Easter with the fuzzy bunnies, candy eggs and colored jelly beans has never covered the elephant in the room:  The Crucifixion.  The symbol of the resurrection implies that while bodies die, the spirit is eternal.   We cannot prove that the spirit never dies but there have been many near death experience stories like Dr. Eben Alexander’s book ‘Proof of Heaven’ and many others that strongly indicate life after death.  We come as spirit; we inhabit a body but we learn we are more than a body.

We are born into a dualistic world of opposites, life and death; love and hate. We are programed by our family, culture and society and it serves to “entombed” us like the Easter story.  The tomb protects us but it also functions to deceive and keep us separate.  We accept the programming of our individual “tombs” and wonder why we continue to feel depressed, persecuted or alone.  We feel bereft of love and at the same time afraid of it.

We are afraid of love because the ego or shadow part of our dualistic mind judges and finds fault with things.  You cannot love something you’ve previously condemned.  As soon as we think we are happy, we are not.  How long have you been happy after you bought the new: ______fill in the blank?  There is always something more.  We walk a lonely road in the dark woods of separation seeking, never finding and at times feel crucified.

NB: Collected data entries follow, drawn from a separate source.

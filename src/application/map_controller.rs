// Map viewport, marker and layout toggling
use crate::application::view::ViewStore;
use crate::application::weather_service::WeatherService;
use crate::domain::coordinate::Coordinate;
use crate::domain::map::{MapState, TileLayer};
use std::sync::Arc;
use std::time::Duration;
use tokio::task::JoinHandle;

#[derive(Debug, Clone)]
pub struct MapSettings {
    pub center: Coordinate,
    pub zoom: u8,
    pub tile_layer: TileLayer,
    /// Time the layout transition needs before the map can be re-measured
    pub settle_delay: Duration,
}

#[derive(Clone)]
pub struct MapController {
    view: Arc<ViewStore>,
    weather: WeatherService,
    settings: MapSettings,
}

impl MapController {
    pub fn new(view: Arc<ViewStore>, weather: WeatherService, settings: MapSettings) -> Self {
        Self {
            view,
            weather,
            settings,
        }
    }

    /// Center the map on the default coordinate, attach the tile layer and
    /// place the marker. The coordinate inputs start out on the same point.
    pub fn initialize(&self) {
        let settings = &self.settings;
        self.view.update(|view| {
            view.map = MapState::new(settings.center, settings.zoom, settings.tile_layer.clone());
            view.coordinates.set(settings.center);
        });
        tracing::info!(
            "Map initialized at {} (zoom {})",
            settings.center,
            settings.zoom
        );
    }

    /// Move the marker to a clicked point without recentering and fill the
    /// coordinate inputs, then look up the weather there in the background.
    /// The marker keeps the exact point; the inputs and the lookup use the
    /// rounded one.
    pub fn on_map_click(&self, at: Coordinate) -> JoinHandle<()> {
        let rounded = at.rounded();
        self.view.update(|view| {
            view.coordinates.set(rounded);
            view.map.move_marker(at);
        });

        let weather = self.weather.clone();
        tokio::spawn(async move { weather.fetch_weather(rounded).await })
    }

    /// Recenter on `at` at the configured zoom and move the marker there
    pub fn center_on(&self, at: Coordinate) {
        let zoom = self.settings.zoom;
        self.view.update(|view| {
            view.map.set_view(at, zoom);
            view.map.move_marker(at);
        });
    }

    /// Flip the map layout, then re-measure once the transition has settled.
    /// The map caches its viewport size and draws wrongly if it was resized
    /// while hidden.
    pub fn toggle_visibility(&self) -> JoinHandle<()> {
        self.view.update(|view| view.map.active = !view.map.active);

        let view = self.view.clone();
        let delay = self.settings.settle_delay;
        tokio::spawn(async move {
            tokio::time::sleep(delay).await;
            view.update(|view| view.map.invalidate_size());
        })
    }
}
// Location search suggestions
use super::coordinate::Coordinate;
use serde::Serialize;

/// Rows kept from one search response
pub const MAX_SUGGESTIONS: usize = 5;

#[derive(Debug, Clone, PartialEq, Serialize)]
pub struct Suggestion {
    pub label: String,
    pub coordinate: Coordinate,
}

impl Suggestion {
    pub fn new(label: impl Into<String>, coordinate: Coordinate) -> Self {
        Self {
            label: label.into(),
            coordinate,
        }
    }
}

/// Result list under the search box. Rebuilt in full on every response
/// and only visible while it has rows.
#[derive(Debug, Clone, Default, PartialEq, Serialize)]
pub struct SuggestionList {
    items: Vec<Suggestion>,
    visible: bool,
}

impl SuggestionList {
    pub fn replace(&mut self, mut items: Vec<Suggestion>) {
        items.truncate(MAX_SUGGESTIONS);
        self.visible = !items.is_empty();
        self.items = items;
    }

    pub fn hide(&mut self) {
        self.visible = false;
    }

    pub fn is_visible(&self) -> bool {
        self.visible
    }

    pub fn get(&self, index: usize) -> Option<&Suggestion> {
        self.items.get(index)
    }

    pub fn items(&self) -> &[Suggestion] {
        &self.items
    }
}
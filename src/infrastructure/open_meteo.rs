// Open-Meteo forecast adapter
use crate::application::ports::{FetchError, WeatherProvider};
use crate::domain::coordinate::Coordinate;
use crate::domain::weather::WeatherSnapshot;
use async_trait::async_trait;
use chrono::NaiveDateTime;
use serde::Deserialize;

const SERVICE: &str = "forecast";

#[derive(Debug, Clone)]
pub struct OpenMeteoClient {
    client: reqwest::Client,
    forecast_url: String,
}

#[derive(Debug, Deserialize)]
struct ForecastResponse {
    current_weather: CurrentWeather,
    elevation: f64,
}

#[derive(Debug, Deserialize)]
struct CurrentWeather {
    temperature: f64,
    windspeed: f64,
    winddirection: f64,
    weathercode: i32,
    time: String,
}

impl OpenMeteoClient {
    pub fn new(client: reqwest::Client, forecast_url: String) -> Self {
        Self {
            client,
            forecast_url,
        }
    }

    fn build_url(&self, at: Coordinate) -> String {
        format!(
            "{}?latitude={}&longitude={}&current_weather=true",
            self.forecast_url, at.latitude, at.longitude
        )
    }
}

fn to_snapshot(response: ForecastResponse) -> Result<WeatherSnapshot, FetchError> {
    let current = response.current_weather;
    let observed_at = parse_observation_time(&current.time).ok_or_else(|| FetchError::Decode {
        service: SERVICE,
        message: format!("unrecognized observation time {:?}", current.time),
    })?;

    Ok(WeatherSnapshot {
        temperature: current.temperature,
        windspeed: current.windspeed,
        winddirection: current.winddirection,
        weathercode: current.weathercode,
        elevation: response.elevation,
        observed_at,
    })
}

/// Open-Meteo reports local time without an offset, e.g. `2024-05-01T14:00`
fn parse_observation_time(raw: &str) -> Option<NaiveDateTime> {
    NaiveDateTime::parse_from_str(raw, "%Y-%m-%dT%H:%M")
        .or_else(|_| NaiveDateTime::parse_from_str(raw, "%Y-%m-%dT%H:%M:%S"))
        .ok()
        .or_else(|| {
            chrono::DateTime::parse_from_rfc3339(raw)
                .ok()
                .map(|t| t.naive_local())
        })
}

#[async_trait]
impl WeatherProvider for OpenMeteoClient {
    async fn current_weather(&self, at: Coordinate) -> Result<WeatherSnapshot, FetchError> {
        let url = self.build_url(at);
        tracing::debug!("Open-Meteo request URL: {}", url);

        let response = self
            .client
            .get(&url)
            .send()
            .await
            .map_err(|source| FetchError::Transport {
                service: SERVICE,
                source,
            })?;

        check_status(response.status())?;

        let data = response
            .json::<ForecastResponse>()
            .await
            .map_err(|e| FetchError::Decode {
                service: SERVICE,
                message: e.to_string(),
            })?;

        to_snapshot(data)
    }
}

/// Open-Meteo answers errors with a JSON body, so the status has to be
/// checked before decoding.
fn check_status(status: reqwest::StatusCode) -> Result<(), FetchError> {
    if status.is_success() {
        Ok(())
    } else {
        Err(FetchError::Status {
            service: SERVICE,
            status,
        })
    }
}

In the Easter Story, Jesus was certainly hated but he refused to return it and offered only love and forgiveness.  Overcoming hate then, is our resurrection from the tomb.  We are resurrected from the programming of the dark tomb we inhabit and like Jesus we offer tolerance, love and yes forgiveness too.   We roll the rock away and free our lives and our spirit from the tight grip of egoic judgment and hatred.  Our mind then opens to the clarity of healing light.  We come here to overcome the programming and refuse one unkind thought about anyone or anything anywhere. All hate is of the ego; all love is of God.

Like the Church, let us place a post-it note over our heart “Hate has no business here.”  We then wake each day choosing peace and embracing each other as the loving One Family we are.